L3Cube-MahaCorpus a Marathi monolingual data set scraped from different internet sources.

Overview

L3Cube-MahaCorpus

L3Cube-MahaCorpus a Marathi monolingual data set scraped from different internet sources. We expand the existing Marathi monolingual corpus with 24.8M sentences and 289M tokens. We also present, MahaBERT, MahaAlBERT, and MahaRoBerta all BERT-based masked language models, and MahaFT, the fast text word embeddings both trained on full Marathi corpus with 752M tokens. The evaluation details are mentioned in our paper link

Dataset Statistics

L3Cube-MahaCorpus(full) = L3Cube-MahaCorpus(news) + L3Cube-MahaCorpus(non-news)

Full Marathi Corpus incorporates all existing sources .
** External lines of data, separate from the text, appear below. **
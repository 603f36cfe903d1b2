//! Error types for payment operations.

use shopfront_core::error::ShopError;
use thiserror::Error;

#[derive(Debug, Error)]
pub enum PaymentError {
    #[error("Invalid parameters: {0}")]
    InvalidParameters(String),

    /// The gateway answered with an error status.
    #[error("Gateway rejected the request: {0}")]
    Gateway(String),

    #[error("Network error: {0}")]
    Network(#[from] reqwest::Error),

    #[error("Invalid secret key")]
    InvalidKey,
}

impl From<PaymentError> for ShopError {
    fn from(err: PaymentError) -> Self {
        match err {
            PaymentError::InvalidParameters(msg) => ShopError::validation(msg),
            PaymentError::InvalidKey => ShopError::Crypto(err.to_string()),
            other => ShopError::PaymentGateway(other.to_string()),
        }
    }
}
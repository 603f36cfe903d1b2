//! Review domain model.

use chrono::{DateTime, Utc};
use serde::{Deserialize, Serialize};
use uuid::Uuid;

use crate::models::media::ImageRef;

pub const MIN_RATING: u8 = 1;
pub const MAX_RATING: u8 = 5;

/// A user's rating of a product. At most one per (product, user) pair.
#[derive(Debug, Clone, Serialize, Deserialize)]
#[serde(rename_all = "camelCase")]
pub struct Review {
    pub id: Uuid,
    pub product_id: Uuid,
    pub user_id: Uuid,
    pub rating: u8,
    pub comment: String,
    pub created_at: DateTime<Utc>,
    pub updated_at: DateTime<Utc>,
}

#[derive(Debug, Clone, Serialize, Deserialize)]
pub struct CreateReview {
    pub product_id: Uuid,
    pub user_id: Uuid,
    pub rating: u8,
    pub comment: String,
}

/// Public summary of the reviewer shown next to a review.
#[derive(Debug, Clone, Serialize, Deserialize)]
#[serde(rename_all = "camelCase")]
pub struct ReviewAuthor {
    pub id: Uuid,
    pub full_name: String,
    pub avatar: Option<ImageRef>,
}

#[derive(Debug, Clone, Serialize, Deserialize)]
#[serde(rename_all = "camelCase")]
pub struct ReviewWithAuthor {
    pub id: Uuid,
    pub rating: u8,
    pub comment: String,
    pub created_at: DateTime<Utc>,
    /// `None` when the reviewer's account has since been deleted.
    pub author: Option<ReviewAuthor>,
}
Dataset #tokens(M) #sentences(M) Link
L3Cube-MahaCorpus(news) 212 17.6 link
L3Cube-MahaCorpus(non-news) 76.4 7.2 link
L3Cube-MahaCorpus(full) 289 24.8 link
Full Marathi Corpus(all sources) 752 57.2 link

Marathi BERT models and Marathi Fast Text model

The full Marathi Corpus is used to train BERT language models and made available on HuggingFace model hub.

Model Description Link
MahaBERT Base-BERT link
MahaRoBERTa RoBERTa link
MahaAlBERT AlBERT link
MahaFT Fast Text bin vec

L3CubeMahaSent

L3CubeMahaSent is the largest publicly available Marathi Sentiment Analysis dataset to date. This dataset is made of marathi tweets which are manually labelled. The annotation guidelines are mentioned in our paper link .

Dataset Statistics

This dataset contains a total of 18,378 tweets which are classified into three classes - Positive(1), Negative(-1) and Neutral(0). All tweets are present in their original form, without any preprocessing.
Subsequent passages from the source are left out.